12. Still further safeguard in the form of provision of Section 24 of the Act is available, which enables the Central Government to frame Rules for permitting for denaturing or mutilation of the imported goods, which are ordinarily used for more than one purpose and charge duty thereon as if the goods in the position as mutilated or denatured were imported. The petitioner in the present case as well had requested for mutilation of the rails to cover any apprehension of the respondents about the reuse of the rails as such.

13. In Steel Authority of India v. Collector of Customs, Bombay 2000 (115) Excise Law Times 42 (SC), Hon'ble the Supreme Court considering the issue as to whether a trade notice issued by the customs authorities in one State is applicable in the other State as well, opined as under:

Learned Counsel for the Revenue submitted that this trade notice had been issued only by the Bombay Customs House. It is hardly to be supposed that the Customs authorities can take one stand in one State and another stand in another State. The trade notice issued by one Customs House must bind all Customs authorities and, if it is erroneous, it should be withdrawn or amended, which in the instance case, admittedly, has not been done.

14. A Division Bench of Gujarat High Court in Arvind Boards and Paper Products Limited v. Commissioner of Income-tax, Gujarat-IV (1982) 137 Income Tax Reports 635 while considering a similar issue with regard to interpretation of an all India Taxing Statute, opined as under:.Secondly, in income-tax matters, which are governed by an all-India statute, when there is a decision of another High Court on the interpretation of a statutory provision, it would be a wise judicial policy and practice not to take a different view (whatever one's own view may be), barring, of course, certain exceptions like where the decision is sub silentio, per incuriam, obiter dicta or based on a concession or takes a view which it is impossible to arrive at or there is another view in the field or there is a subsequent amendment of the statute or reversal or implied overruling of the decision by a higher Court or some such or similar infirmity is manifestly perceivable in the decision.
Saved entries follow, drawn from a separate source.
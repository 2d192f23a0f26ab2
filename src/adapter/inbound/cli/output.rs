//! Terminal output for CLI handlers.
//!
//! Every printer has two renderings: a styled line for humans and a
//! `{"type": .., "payload": ..}` JSON line for scripts. Quiet mode drops
//! informational human output; warnings and errors always print.

use std::fmt::Display;
use std::sync::{OnceLock, RwLock};

use owo_colors::OwoColorize;
use serde_json::json;

/// Runtime output configuration shared by CLI handlers.
#[derive(Debug, Clone, Copy, Default)]
pub struct OutputConfig {
    /// Emit machine-readable JSON output instead of human-readable text.
    pub json: bool,
    /// Suppress non-essential output.
    pub quiet: bool,
    /// Verbosity level (0 = normal, 1+ = increasingly verbose).
    pub verbose: u8,
}

impl OutputConfig {
    #[must_use]
    pub const fn new(json: bool, quiet: bool, verbose: u8) -> Self {
        Self {
            json,
            quiet,
            verbose,
        }
    }
}

static OUTPUT_CONFIG: OnceLock<RwLock<OutputConfig>> = OnceLock::new();

fn config_cell() -> &'static RwLock<OutputConfig> {
    OUTPUT_CONFIG.get_or_init(|| RwLock::new(OutputConfig::default()))
}

fn current() -> OutputConfig {
    match config_cell().read() {
        Ok(config) => *config,
        Err(poisoned) => *poisoned.into_inner(),
    }
}

/// Apply output settings from global CLI flags.
pub fn configure(config: OutputConfig) {
    match config_cell().write() {
        Ok(mut slot) => *slot = config,
        Err(poisoned) => *poisoned.into_inner() = config,
    }
}

#[must_use]
pub fn is_json() -> bool {
    current().json
}

#[must_use]
pub fn is_quiet() -> bool {
    current().quiet
}

#[must_use]
pub fn verbosity() -> u8 {
    current().verbose
}

/// Route one event to JSON or to the human printer.
fn emit(kind: &str, payload: serde_json::Value, always: bool, human: impl FnOnce()) {
    let config = current();
    if config.json {
        println!("{}", json!({ "type": kind, "payload": payload }));
    } else if always || !config.quiet {
        human();
    }
}

/// Print the application header with name and version.
pub fn header(version: &str) {
    emit(
        "header",
        json!({ "app": "rebalance-keeper", "version": version }),
        false,
        || {
            println!("{} {}", "rebalance-keeper".bold(), version.dimmed());
            println!();
        },
    );
}

/// Print a labeled value.
pub fn field(label: &str, value: impl Display) {
    let value = value.to_string();
    emit(
        "field",
        json!({ "label": label, "value": value }),
        false,
        || println!("  {:<14} {}", label.dimmed(), value),
    );
}

pub fn section(title: &str) {
    emit("section", json!({ "title": title }), false, || {
        println!();
        println!("{}", title.bold());
    });
}

pub fn success(message: &str) {
    emit("success", json!({ "message": message }), false, || {
        println!("  {} {}", "✓".green(), message);
    });
}

pub fn warning(message: &str) {
    emit("warning", json!({ "message": message }), true, || {
        println!("  {} {}", "⚠".yellow(), message);
    });
}

/// Print an error line to stderr.
pub fn error(message: &str) {
    if is_json() {
        eprintln!(
            "{}",
            json!({ "type": "error", "payload": { "message": message } })
        );
        return;
    }
    eprintln!("  {} {}", "×".red(), message);
}

/// Print a hint with "hint:" prefix.
pub fn hint(message: &str) {
    emit("hint", json!({ "message": message }), false, || {
        println!("  {}: {}", "hint".cyan().dimmed(), message.dimmed());
    });
}

/// Emit a JSON document as-is, for commands with their own schema.
pub fn json_output(value: serde_json::Value) {
    println!("{value}");
}

fn styled(value: impl Display, style: impl FnOnce(&str) -> String) -> String {
    let value = value.to_string();
    if is_json() {
        value
    } else {
        style(&value)
    }
}

pub fn positive(value: impl Display) -> String {
    styled(value, |v| v.green().to_string())
}

pub fn negative(value: impl Display) -> String {
    styled(value, |v| v.red().to_string())
}

pub fn caution(value: impl Display) -> String {
    styled(value, |v| v.yellow().to_string())
}

pub fn muted(value: impl Display) -> String {
    styled(value, |v| v.dimmed().to_string())
}

/// Left-aligned table header; widths are in characters.
pub fn table_header(columns: &[(&str, usize)]) {
    let names: Vec<&str> = columns.iter().map(|(name, _)| *name).collect();
    emit("table_header", json!({ "columns": names }), false, || {
        let mut line = String::from("  ");
        for (name, width) in columns {
            line.push_str(&format!("{name:<width$} "));
        }
        println!("{}", line.trim_end().dimmed());

        let mut rule = String::from("  ");
        for (_, width) in columns {
            rule.push_str(&"─".repeat(*width));
            rule.push(' ');
        }
        println!("{}", rule.trim_end().dimmed());
    });
}

/// Cells may contain ANSI styling, so padding is computed on `plain`.
pub fn table_row(cells: &[(String, String)], widths: &[usize]) {
    let plain: Vec<&str> = cells.iter().map(|(plain, _)| plain.as_str()).collect();
    emit("table_row", json!({ "cells": plain }), false, || {
        let mut line = String::from("  ");
        for ((plain, shown), width) in cells.iter().zip(widths) {
            let pad = width.saturating_sub(plain.chars().count());
            line.push_str(shown);
            line.push_str(&" ".repeat(pad + 1));
        }
        println!("{}", line.trim_end());
    });
}

/// A cell whose displayed form equals its plain text.
#[must_use]
pub fn cell(value: impl Display) -> (String, String) {
    let value = value.to_string();
    (value.clone(), value)
}

/// A cell with styling applied to the displayed form only.
#[must_use]
pub fn styled_cell(value: impl Display, style: impl FnOnce(&str) -> String) -> (String, String) {
    let value = value.to_string();
    let shown = styled(&value, style);
    (value, shown)
}

#[cfg(test)]
mod tests {
    use super::*;

    #[test]
    fn plain_cell_is_unstyled() {
        let (plain, shown) = cell("0xabc");
        assert_eq!(plain, shown);
    }

    #[test]
    fn styled_cell_keeps_plain_text() {
        let (plain, _) = styled_cell("failed", |v| v.red().to_string());
        assert_eq!(plain, "failed");
    }

    #[test]
    fn output_config_new() {
        let config = OutputConfig::new(true, false, 2);
        assert!(config.json);
        assert!(!config.quiet);
        assert_eq!(config.verbose, 2);
    }
}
15. The same view was expressed by a Division Bench of Delhi High Court in Commissioner of Income-tax v. Sae Head Office Monthly Paid Employees Welfare Trust (2004)271 Income Tax Reports 159.

16. From the perusal of judgment of Hon'ble the Supreme Court of India in Steel Authority of India's case (supra) and that of Gujarat High Court and Delhi High Court in Arvind Boards's case and Sae Head Office Monthly Paid Employees Welfare Trust's case (supra), it is clear that in the case of a Central Taxing Statute in case an interpretation adopted by one Court is available, the same is normally to be followed unless a conclusion so arrived at is impossible to reach.

17. In the present case, the issue regarding validity of the impugned circular has already been gone into by a Division Bench of Madras High Court in Madras Steel Re-rollers Association's case (supra) and learned Counsel for the respondent had not been able to point out as to on what account the conclusion arrived at by the Madras High Court can be said to be sub silentio, per incuriam, obiter dicta.

18. Accordingly, following the judgment of Madras High Court in Madras Steel Re-rollers Association's case (supra), the impugned circular No. 8 of 2006 dated January 17, 2006 and all proceedings consequent thereupon are declared illegal.

19. The writ petition is disposed of, accordingly.